Many people despaired at the election of Donald Trump. But would things have been all that different if Hillary Clinton had become president?
Hillary Clinton and Warren Buffett
Anyone who follows politics in Western countries knows that the US is different from other liberal democracies. It is commonly noted that the US is the only country where there has been no major socialist or communist party. Its politics is skewed to the right.
This wouldn’t make all that much difference if the US were a small country like Estonia or Ireland. After all, every country has its own political peculiarities. But the US is a looming presence on the world stage, with nearly half of all military expenditures, military bases in dozens of countries, a disproportionate influence on world economic arrangements (usually to serve US-based massive corporations), and more generally a society that is dysfunctional in many ways. Among the world’s affluent societies, the US has the highest imprisonment rate, an extraordinary murder rate, the highest infant mortality rate, the lowest life expectancy despite the world’s highest per capita medical expenditure, and a shockingly high level of economic inequality.
Although such statistics would cause leaders in other countries to be ashamed, US politicians and many citizens continually proclaim that the US is a shining beacon to the rest of the world. But that is another story.
US politics are so skewed to the right that the policies of conservative parties in many other countries would be seen as extreme left in the US and called socialist, used as a term of abuse and dismissal.
Since the 1980s, with the rise of neoliberalism in much of the world, many governments have adopted policies that benefit large corporations, disadvantage workers and hurt people in need. This process has been just as savage in the US, but starting from a worse position.
Decades ago, I read a book titled The Best Congress Money Can Buy. The author, Philip Stern, documented the way the US Congress is driven by campaign contributions.
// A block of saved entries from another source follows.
use std::collections::BTreeSet;

use serde::Serialize;

use super::model::{Dataset, ImportExport, TradeRecord};

/// Rows shown on the preview page when no filter is active.
pub const DEFAULT_PREVIEW_ROWS: usize = 10;

// ---------------------------------------------------------------------------
// Single-value choice with an "All" sentinel
// ---------------------------------------------------------------------------

#[derive(Debug, Clone, PartialEq, Eq, Serialize)]
pub enum Choice<T> {
    All,
    Only(T),
}

impl<T> Default for Choice<T> {
    fn default() -> Self {
        Choice::All
    }
}

impl<T: PartialEq> Choice<T> {
    /// `All` accepts everything; `Only(v)` accepts `v` alone.
    pub fn accepts(&self, value: &T) -> bool {
        match self {
            Choice::All => true,
            Choice::Only(v) => v == value,
        }
    }

    pub fn is_all(&self) -> bool {
        matches!(self, Choice::All)
    }
}

// ---------------------------------------------------------------------------
// Filter predicate
// ---------------------------------------------------------------------------

/// Conjunction of the three filter dimensions.
///
/// An empty `countries` set places no constraint on the country.
#[derive(Debug, Clone, PartialEq, Eq, Default, Serialize)]
pub struct Predicate {
    pub countries: BTreeSet<String>,
    pub product: Choice<String>,
    pub import_export: Choice<ImportExport>,
}

impl Predicate {
    /// True when no dimension constrains anything.
    pub fn is_empty(&self) -> bool {
        self.countries.is_empty() && self.product.is_all() && self.import_export.is_all()
    }

    pub fn matches(&self, record: &TradeRecord) -> bool {
        (self.countries.is_empty() || self.countries.contains(&record.country))
            && self.product.accepts(&record.product)
            && self.import_export.accepts(&record.import_export)
    }
}

/// Return indices of rows that pass the predicate, in dataset order.
pub fn filtered_indices(dataset: &Dataset, predicate: &Predicate) -> Vec<usize> {
    dataset
        .rows
        .iter()
        .enumerate()
        .filter(|(_, row)| predicate.matches(&row.record))
        .map(|(i, _)| i)
        .collect()
}

// ---------------------------------------------------------------------------
// Preview selection
// ---------------------------------------------------------------------------

#[derive(Debug, Clone, Copy, PartialEq, Eq, Serialize)]
#[serde(rename_all = "snake_case")]
pub enum SelectionKind {
    /// No filter active: the leading rows of the dataset.
    FirstRows,
    /// At least one filter active.
    Filtered,
}

#[derive(Debug, Clone, PartialEq, Eq)]
pub struct Selection {
    pub kind: SelectionKind,
    pub indices: Vec<usize>,
}

/// The rows the preview page displays and exports.
///
/// With an empty predicate this is the first [`DEFAULT_PREVIEW_ROWS`] rows,
/// not the whole dataset.
pub fn preview_selection(dataset: &Dataset, predicate: &Predicate) -> Selection {
    if predicate.is_empty() {
        Selection {
            kind: SelectionKind::FirstRows,
            indices: (0..dataset.len().min(DEFAULT_PREVIEW_ROWS)).collect(),
        }
    } else {
        Selection {
            kind: SelectionKind::Filtered,
            indices: filtered_indices(dataset, predicate),
        }
    }
}

// ---------------------------------------------------------------------------
// Analysis page filter
// ---------------------------------------------------------------------------

/// Single-country and direction filter of the analysis page. Unlike the
/// preview, an inactive filter here means every row.
#[derive(Debug, Clone, PartialEq, Eq, Default, Serialize)]
pub struct AnalysisFilter {
    pub country: Choice<String>,
    pub import_export: Choice<ImportExport>,
}

impl AnalysisFilter {
    pub fn to_predicate(&self) -> Predicate {
        let countries = match &self.country {
            Choice::All => BTreeSet::new(),
            Choice::Only(c) => BTreeSet::from([c.clone()]),
        };
        Predicate {
            countries,
            product: Choice::All,
            import_export: self.import_export.clone(),
        }
    }
}
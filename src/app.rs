use eframe::egui::{self, ScrollArea};

use crate::data::model::Dataset;
use crate::state::AppState;
use crate::ui::{pages, panels, UiAction};
use crate::view::ViewContext;

// ---------------------------------------------------------------------------
// eframe App implementation
// ---------------------------------------------------------------------------

pub struct TradeDashboardApp {
    pub state: AppState,
}

impl TradeDashboardApp {
    pub fn new(dataset: Dataset, context: ViewContext) -> Self {
        Self {
            state: AppState::new(dataset, context),
        }
    }
}

impl eframe::App for TradeDashboardApp {
    fn update(&mut self, ctx: &egui::Context, _frame: &mut eframe::Frame) {
        let mut action = None;

        // ---- Top panel: menu bar ----
        egui::TopBottomPanel::top("top_bar").show(ctx, |ui| {
            action = panels::top_bar(ui, &self.state);
        });

        // ---- Left side panel: navigation + filters ----
        let next = egui::SidePanel::left("filter_panel")
            .default_width(240.0)
            .resizable(true)
            .show(ctx, |ui| {
                panels::side_panel(ui, &self.state.options, &self.state.session)
            })
            .inner;
        self.state.apply(next);

        // ---- Central panel: current page ----
        egui::CentralPanel::default().show(ctx, |ui| {
            ScrollArea::vertical()
                .auto_shrink([false, false])
                .show(ui, |ui| {
                    if let Some(a) = pages::show_plan(ui, &self.state.plan) {
                        action = Some(a);
                    }
                });
        });

        if let Some(UiAction::Export) = action {
            self.state.export_selection();
        }
    }
}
It’s possible to predict the votes of most members of Congress: the more money received from a group with a vested interest, the more likely the Congressperson’s vote will serve that interest.
My colleague Sharon Beder has written extensively on what she calls “business-managed democracy,” which basically means the manipulation and control of the system of representative government to serve the interests of big business.
Within the US, the Republican and Democratic parties are often seen as embodying right-wing and left-wing politics. However, the Democrats are left-wing only by contrast. Transposed to countries such as Australia, they would be on the far right.
Listen, liberal
In case you had any illusions about the Democrats, you should read Thomas Frank’s highly engaging and hard-hitting new book Listen, liberal, or, what ever happened to the party of the people?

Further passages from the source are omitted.